EXERCISE BRIEF: Beginning at the top of the data below, write out every line exactly until you reach the line with "pub type ChainResult", and include that line.

INFORMATION PROVIDED:

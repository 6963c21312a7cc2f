//! # Invocation chain - sequential fold over resolved callbacks.
//!
//! ```text
//! run_phase(phase, snapshot, collection)
//!   ├─ phase skipped (observe_reads = false) ──► Ready(Ok(snapshot))
//!   ├─ shape check ──────────────────────────► Ready(Err(MalformedSnapshot))
//!   ├─ registry snapshot (Arc clone) + resolve
//!   └─ strategy.execute(fold):
//!        for cb in resolved:
//!          cancelled?        ──► Err(Cancelled { completed })
//!          Transforming: snapshot = cb.transform(snapshot).await?
//!          Notifying:    cb.notify(&snapshot).await?
//!          error / panic ──► Err(CallbackFailure { phase, callback, cause })
//! ```
//!
//! ## Rules
//! - Callbacks run strictly one at a time, in resolved order.
//! - The first failure aborts the chain; later callbacks never start; earlier
//!   effects are not rolled back.
//! - A transforming callback must hand back a snapshot of the same entity type.
//! - The registry is copy-on-write: `register`/`unregister` swap in a new
//!   `Arc<Registry>`; a running chain keeps the one it resolved from.
//! - Cancellation is checked before each callback starts; a started callback
//!   always runs to completion.

use std::panic::AssertUnwindSafe;
use std::sync::{Arc, PoisonError, RwLock};

use futures::FutureExt;
use tokio_util::sync::CancellationToken;
use tracing::{debug, trace};

use crate::callbacks::{CallContext, Callback};
use crate::core::phase::Phase;
use crate::core::registry::{Order, Registration, Registry};
use crate::core::strategy::{Completion, ExecutionStrategy};
use crate::entity::{EntityType, Snapshot};
use crate::error::{panic_message, CallbackError, ChainError, RegistryError};

/// Outcome of one chain run.
pub type ChainResult = Result<Snapshot, ChainError>;

/// Runs the callbacks registered for a phase against one snapshot.
pub struct InvocationChain {
    registry: RwLock<Arc<Registry>>,
    strategy: ExecutionStrategy,
    observe_reads: bool,
}

impl InvocationChain {
    pub fn new(registry: Registry, strategy: ExecutionStrategy, observe_reads: bool) -> Self {
        Self {
            registry: RwLock::new(Arc::new(registry)),
            strategy,
            observe_reads,
        }
    }

    /// Current registry snapshot.
    pub fn registry(&self) -> Arc<Registry> {
        let guard = self.registry.read().unwrap_or_else(PoisonError::into_inner);
        Arc::clone(&guard)
    }

    #[inline]
    pub fn strategy(&self) -> ExecutionStrategy {
        self.strategy
    }

    /// Returns true when chains for `phase` are run.
    #[inline]
    pub fn observes(&self, phase: Phase) -> bool {
        self.observe_reads || !phase.is_observational()
    }

    /// Registers a callback between operations (copy-on-write).
    pub fn register(
        &self,
        phase: Phase,
        bound: EntityType,
        order: Order,
        callback: Callback,
    ) -> Result<u64, RegistryError> {
        let mut guard = self.registry.write().unwrap_or_else(PoisonError::into_inner);
        let mut next = Registry::clone(&guard);
        let seq = next.register(phase, bound, order, callback)?;
        *guard = Arc::new(next);
        Ok(seq)
    }

    /// Removes a binding between operations (copy-on-write).
    pub fn unregister(&self, phase: Phase, name: &str) -> bool {
        let mut guard = self.registry.write().unwrap_or_else(PoisonError::into_inner);
        let mut next = Registry::clone(&guard);
        let removed = next.unregister(phase, name);
        if removed {
            *guard = Arc::new(next);
        }
        removed
    }

    /// Runs the chain for `phase` under the configured strategy.
    ///
    /// The registry snapshot is taken when this is called, not when the returned
    /// completion is first polled.
    pub fn run_phase(
        &self,
        phase: Phase,
        snapshot: Snapshot,
        collection: &str,
    ) -> Completion<'static, ChainResult> {
        self.run(phase, snapshot, collection, None)
    }

    /// Like [`run_phase`](Self::run_phase), stopping before the next callback once
    /// `cancel` fires.
    pub fn run_phase_cancellable(
        &self,
        phase: Phase,
        snapshot: Snapshot,
        collection: &str,
        cancel: CancellationToken,
    ) -> Completion<'static, ChainResult> {
        self.run(phase, snapshot, collection, Some(cancel))
    }

    fn run(
        &self,
        phase: Phase,
        snapshot: Snapshot,
        collection: &str,
        cancel: Option<CancellationToken>,
    ) -> Completion<'static, ChainResult> {
        if !self.observes(phase) {
            trace!(phase = %phase, "phase not observed; skipping chain");
            return Completion::ready(Ok(snapshot));
        }
        if let Err(e) = snapshot.check_shape(phase) {
            return Completion::ready(Err(e));
        }

        let registry = self.registry();
        let concrete = snapshot.entity_type();
        let resolved = registry.lookup(phase, concrete);
        if resolved.is_empty() {
            return Completion::ready(Ok(snapshot));
        }

        debug!(
            phase = %phase,
            collection,
            entity_type = %concrete,
            callbacks = resolved.len(),
            strategy = self.strategy.as_label(),
            "running chain"
        );
        let ctx = CallContext::new(
            phase,
            Arc::from(collection),
            concrete,
            Arc::clone(registry.types()),
        );
        self.strategy
            .execute(fold(resolved, snapshot, ctx, cancel).boxed())
    }
}

async fn fold(
    resolved: Vec<Arc<Registration>>,
    mut snapshot: Snapshot,
    ctx: CallContext,
    cancel: Option<CancellationToken>,
) -> ChainResult {
    let phase = ctx.phase();

    for (completed, reg) in resolved.iter().enumerate() {
        if cancel.as_ref().is_some_and(CancellationToken::is_cancelled) {
            debug!(phase = %phase, completed, "chain cancelled");
            return Err(ChainError::Cancelled { phase, completed });
        }

        trace!(phase = %phase, callback = reg.name(), seq = reg.seq(), "invoking callback");
        snapshot = invoke(reg.callback(), snapshot, &ctx)
            .await
            .map_err(|cause| {
                debug!(phase = %phase, callback = reg.name(), error = %cause, "callback failed");
                ChainError::CallbackFailure {
                    phase,
                    callback: reg.name().to_string(),
                    cause,
                }
            })?;
    }

    debug!(phase = %phase, callbacks = resolved.len(), "chain completed");
    Ok(snapshot)
}

async fn invoke(
    callback: &Callback,
    snapshot: Snapshot,
    ctx: &CallContext,
) -> Result<Snapshot, CallbackError> {
    match callback {
        Callback::Transforming(t) => {
            let out = AssertUnwindSafe(t.transform(snapshot, ctx))
                .catch_unwind()
                .await
                .map_err(|p| CallbackError::Panicked {
                    info: panic_message(&*p),
                })??;
            if out.entity_type() != ctx.entity_type() {
                return Err(CallbackError::TypeMismatch {
                    expected: ctx.entity_type(),
                    actual: out.entity_type(),
                });
            }
            Ok(out)
        }
        Callback::Notifying(n) => {
            AssertUnwindSafe(n.notify(&snapshot, ctx))
                .catch_unwind()
                .await
                .map_err(|p| CallbackError::Panicked {
                    info: panic_message(&*p),
                })??;
            Ok(snapshot)
        }
    }
}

RESPONSE TO THIS EXERCISE:
repository 6963c21312a7cc2f
//! # Invocation chain - sequential fold over resolved callbacks.
//!
//! ```text
//! run_phase(phase, snapshot, collection)
//!   ├─ phase skipped (observe_reads = false) ──► Ready(Ok(snapshot))
//!   ├─ shape check ──────────────────────────► Ready(Err(MalformedSnapshot))
//!   ├─ registry snapshot (Arc clone) + resolve
//!   └─ strategy.execute(fold):
//!        for cb in resolved:
//!          cancelled?        ──► Err(Cancelled { completed })
//!          Transforming: snapshot = cb.transform(snapshot).await?
//!          Notifying:    cb.notify(&snapshot).await?
//!          error / panic ──► Err(CallbackFailure { phase, callback, cause })
//! ```
//!
//! ## Rules
//! - Callbacks run strictly one at a time, in resolved order.
//! - The first failure aborts the chain; later callbacks never start; earlier
//!   effects are not rolled back.
//! - A transforming callback must hand back a snapshot of the same entity type.
//! - The registry is copy-on-write: `register`/`unregister` swap in a new
//!   `Arc<Registry>`; a running chain keeps the one it resolved from.
//! - Cancellation is checked before each callback starts; a started callback
//!   always runs to completion.

use std::panic::AssertUnwindSafe;
use std::sync::{Arc, PoisonError, RwLock};

use futures::FutureExt;
use tokio_util::sync::CancellationToken;
use tracing::{debug, trace};

use crate::callbacks::{CallContext, Callback};
use crate::core::phase::Phase;
use crate::core::registry::{Order, Registration, Registry};
use crate::core::strategy::{Completion, ExecutionStrategy};
use crate::entity::{EntityType, Snapshot};
use crate::error::{panic_message, CallbackError, ChainError, RegistryError};

/// Outcome of one chain run.
pub type ChainResult = Result<Snapshot, ChainError>;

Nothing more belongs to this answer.